There is a common trope in energy efficiency that equates the use of different metrics for energy savings with "keeping multiple sets of books." The clear implication is that any number other than what comes out of third party EM&V is akin to some sort of criminal enterprise or money laundering.
While the pursuit of a “unified field theory” of energy efficiency is noble and elegant, in reality different parties to energy efficiency benefit from different forms of value that require different metrics. A homeowner saves on their own bills in the form of lower usage at the meter and a lower bill, while the utility experiences an impact that is net of the forecast, which may already be counting on some of the savings.
Individual buildings and savings from projects always function in terms of gross savings, while forecasts and regulators are interested in population-level changes to demand that are expressed in terms of net impact. Both are correct for different parties.
This does not constitute different books.
Instead, just like with real “books”, there are many different metrics that describe results that are pertinent for each part of the business. In accounting, it is the combination of standard and transparent accounting practice that can be audited that results in a single set of books all parties can have confidence in.
In fact, energy efficiency measurement practices operate in the same basic way that standard account practices work for businesses (this is not a direct analogy, but close!).
It starts with unit economics on a product or business line, in the form of gross savings and gross profits. You then adjust for overhead costs to arrive at EBITDA; then you add depreciation and amortization to get EBIT; then you calculate the cost of capital and finally arrive at Net Income.
Different metrics apply to different parts of the business.
You judge a product based on its gross profit unit economics first. A product manager would generally have the bulk of their bonus tied to this metric. The analogy here is to a contractor or building owner’s site-level savings.
However, if you’re the VP of a business unit of a company, you would be mostly judged on EBITDA for your division. This is similar to how utilities or program administrators would look at their performance.

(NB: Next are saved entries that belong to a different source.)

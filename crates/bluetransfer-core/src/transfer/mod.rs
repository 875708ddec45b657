//! File transfer engine for BlueTransfer.
//!
//! This module owns everything that happens after a file has been offered:
//!
//! - The per-transfer state machine ([`TransferStatus`])
//! - The shared transfer registry ([`TransferRegistry`])
//! - The connection listener and per-connection message handler
//! - The sender loop that streams DATA with cooperative pause/cancel
//! - The telemetry loop that samples throughput
//!
//! ## State Machine
//!
//! ```text
//! REQUESTED ──► ACCEPTED ──► PAUSED ⇄ RESUMED ──► FINISHED | CANCELLED
//!     │
//!     └──────► REJECTED
//! ```

pub mod connection;
pub mod registry;
pub mod sender;
pub mod telemetry;

pub use registry::{ConnectionWriter, TransferEntry, TransferRegistry};

use std::fmt;
use std::net::{IpAddr, Ipv4Addr, SocketAddr};
use std::path::PathBuf;
use std::time::Duration;

use chrono::{DateTime, Utc};
use serde::{Deserialize, Serialize};
use socket2::{SockRef, TcpKeepalive};
use tokio::net::TcpStream;

use crate::error::{Error, Result};
use crate::presenter::Presenter;
use crate::protocol::{MessageType, TransferId};

/// Configure TCP keep-alive on a socket.
///
/// Idle transfers (a paused stream, a request waiting for a human) would
/// otherwise be dropped by NAT boxes and firewalls.
///
/// Configuration:
/// - Start probing after 10 seconds of idle time
/// - Send probes every 5 seconds
pub(crate) fn configure_tcp_keepalive(stream: &TcpStream) -> Result<()> {
    let socket_ref = SockRef::from(stream);

    let keepalive = TcpKeepalive::new()
        .with_time(Duration::from_secs(10))
        .with_interval(Duration::from_secs(5));

    socket_ref
        .set_tcp_keepalive(&keepalive)
        .map_err(|e| Error::Io(std::io::Error::other(e)))?;

    tracing::debug!("TCP keep-alive enabled on socket");
    Ok(())
}

/// Transfer direction.
#[derive(Debug, Clone, Copy, PartialEq, Eq, Hash, Serialize, Deserialize)]
#[serde(rename_all = "lowercase")]
pub enum TransferDirection {
    /// We offered the file
    Outbound,
    /// The peer offered the file
    Inbound,
}

/// Lifecycle status of a transfer.
#[derive(Debug, Clone, Copy, PartialEq, Eq, Hash, Serialize, Deserialize)]
#[serde(rename_all = "lowercase")]
pub enum TransferStatus {
    /// Offered, waiting for the receiver's decision
    Requested,
    /// Accepted, bytes are flowing
    Accepted,
    /// Stream suspended by either side
    Paused,
    /// Stream continued after a pause
    Resumed,
    /// Every byte arrived
    Finished,
    /// Aborted by either side or by a connection failure
    Cancelled,
    /// Declined by the receiver
    Rejected,
}

impl TransferStatus {
    /// Whether no further transition is possible.
    #[must_use]
    pub const fn is_terminal(self) -> bool {
        matches!(self, Self::Finished | Self::Cancelled | Self::Rejected)
    }

    /// Whether bytes may flow in this status.
    #[must_use]
    pub const fn is_active(self) -> bool {
        matches!(self, Self::Accepted | Self::Paused | Self::Resumed)
    }

    /// Status reached when `message` is received in this status.
    ///
    /// Returns `None` when the message leaves the status unchanged or is not
    /// allowed here. DATA never changes the status; its byte accounting lives
    /// in the message handler.
    #[must_use]
    pub const fn on_message(self, message: MessageType) -> Option<Self> {
        match (self, message) {
            (Self::Requested, MessageType::Accept) => Some(Self::Accepted),
            (Self::Requested, MessageType::Reject) => Some(Self::Rejected),
            (Self::Accepted | Self::Resumed, MessageType::Pause) => Some(Self::Paused),
            (Self::Paused, MessageType::Resume) => Some(Self::Resumed),
            (s, MessageType::Cancel) if s.is_active() => Some(Self::Cancelled),
            (s, MessageType::Finish) if s.is_active() => Some(Self::Finished),
            _ => None,
        }
    }
}

impl fmt::Display for TransferStatus {
    fn fmt(&self, f: &mut fmt::Formatter<'_>) -> fmt::Result {
        let name = match self {
            Self::Requested => "requested",
            Self::Accepted => "accepted",
            Self::Paused => "paused",
            Self::Resumed => "resumed",
            Self::Finished => "finished",
            Self::Cancelled => "cancelled",
            Self::Rejected => "rejected",
        };
        f.write_str(name)
    }
}

/// Point-in-time copy of a transfer, handed to the presentation layer.
#[derive(Debug, Clone, PartialEq, Serialize, Deserialize)]
pub struct TransferSnapshot {
    /// Transfer ID
    pub id: TransferId,
    /// Remote peer
    pub peer: SocketAddr,
    /// Bare file name
    pub file_name: String,
    /// Declared size in bytes
    pub file_size: u64,
    /// Hex content digest announced by the sender
    pub hash: String,
    /// Who offered the file
    pub direction: TransferDirection,
    /// Current status
    pub status: TransferStatus,
    /// Bytes sent or received so far
    pub bytes_transferred: u64,
    /// Most recently sampled throughput
    pub speed_bps: u64,
    /// Source path (outbound) or destination path (inbound, once accepted)
    pub path: Option<PathBuf>,
    /// When the transfer was registered
    pub requested_at: DateTime<Utc>,
}

impl TransferSnapshot {
    /// Get progress as a percentage (0.0 - 100.0).
    #[must_use]
    pub fn percentage(&self) -> f64 {
        if self.file_size == 0 {
            100.0
        } else {
            (self.bytes_transferred as f64 / self.file_size as f64) * 100.0
        }
    }

    /// Estimated time until the last byte, at the current throughput.
    #[must_use]
    pub fn eta(&self) -> Option<Duration> {
        if self.speed_bps == 0 || self.status.is_terminal() {
            return None;
        }
        let remaining = self.file_size.saturating_sub(self.bytes_transferred);
        Some(Duration::from_secs(remaining / self.speed_bps))
    }
}

/// Runtime settings of an [`Engine`](crate::Engine).
#[derive(Debug, Clone)]
pub struct EngineConfig {
    /// Address the listener binds to
    pub bind_address: IpAddr,
    /// Port to listen on and to dial peers at (0 picks a free port)
    pub port: u16,
    /// Bytes per DATA message
    pub chunk_size: usize,
    /// Read size used while hashing
    pub hash_chunk_size: usize,
    /// Bandwidth limit for outbound streams (bytes per second)
    pub bandwidth_limit: Option<u64>,
    /// Telemetry sampling period
    pub telemetry_interval: Duration,
    /// How long an outbound request waits for ACCEPT/REJECT
    pub response_timeout: Duration,
}

impl Default for EngineConfig {
    fn default() -> Self {
        Self {
            bind_address: IpAddr::V4(Ipv4Addr::UNSPECIFIED),
            port: crate::DEFAULT_PORT,
            chunk_size: crate::DEFAULT_CHUNK_SIZE,
            hash_chunk_size: crate::DEFAULT_HASH_CHUNK_SIZE,
            bandwidth_limit: None,
            telemetry_interval: crate::DEFAULT_TELEMETRY_INTERVAL,
            response_timeout: crate::DEFAULT_RESPONSE_TIMEOUT,
        }
    }
}

/// State shared by the engine's background tasks.
pub(crate) struct EngineContext {
    pub(crate) config: EngineConfig,
    pub(crate) registry: TransferRegistry,
    pub(crate) presenter: std::sync::Arc<dyn Presenter>,
}

impl EngineContext {
    /// Cancel a live transfer after a local failure.
    ///
    /// A best-effort CANCEL is sent unless the connection itself failed.
    /// Returns `false` if the transfer had already ended.
    pub(crate) async fn cancel_after_failure(&self, entry: &TransferEntry, error: &Error) -> bool {
        let cancelled = entry.terminate(TransferStatus::Cancelled).await;
        if cancelled && !error.is_disconnect() {
            if let Err(e) = entry
                .connection()
                .send(MessageType::Cancel, entry.id(), &[])
                .await
            {
                tracing::debug!("Could not notify peer of cancellation: {}", e);
            }
        }
        entry.connection().close().await;
        cancelled
    }

    /// Cancel a live transfer from a background task and report the error.
    ///
    /// Errors on transfers that already ended are only logged.
    pub(crate) async fn abort(&self, entry: &TransferEntry, error: Error) {
        if self.cancel_after_failure(entry, &error).await {
            tracing::warn!("Transfer {} failed: {}", entry.id(), error);
            self.presenter.exception_happened(error);
        } else {
            tracing::debug!(
                "Ignoring error on finished transfer {}: {}",
                entry.id(),
                error
            );
        }
    }
}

Finally, if you are the board of directors, you are focused on net income, which is the bottom line profit for investors. This is similar to a regulator looking after the return on ratepayer investment.
Different stakeholders and market participants need the correct metrics to describe their part of energy efficiency. Accounting for all of these metrics together doesn’t constitute keeping multiple sets of books. In fact, this is precisely how “books” and account practices work.
Instead of worrying about multiple sets of books, what efficiency needs is a common set of weights and measures that can express the many metrics that drive different parties. As long as these weights and measures are based on open, transparent, and auditable rules agreed to by all parties in advance, everyone can know where they stand and each stakeholder will be empowered to use the right metric for the right task to move us forward on our energy and climate goals.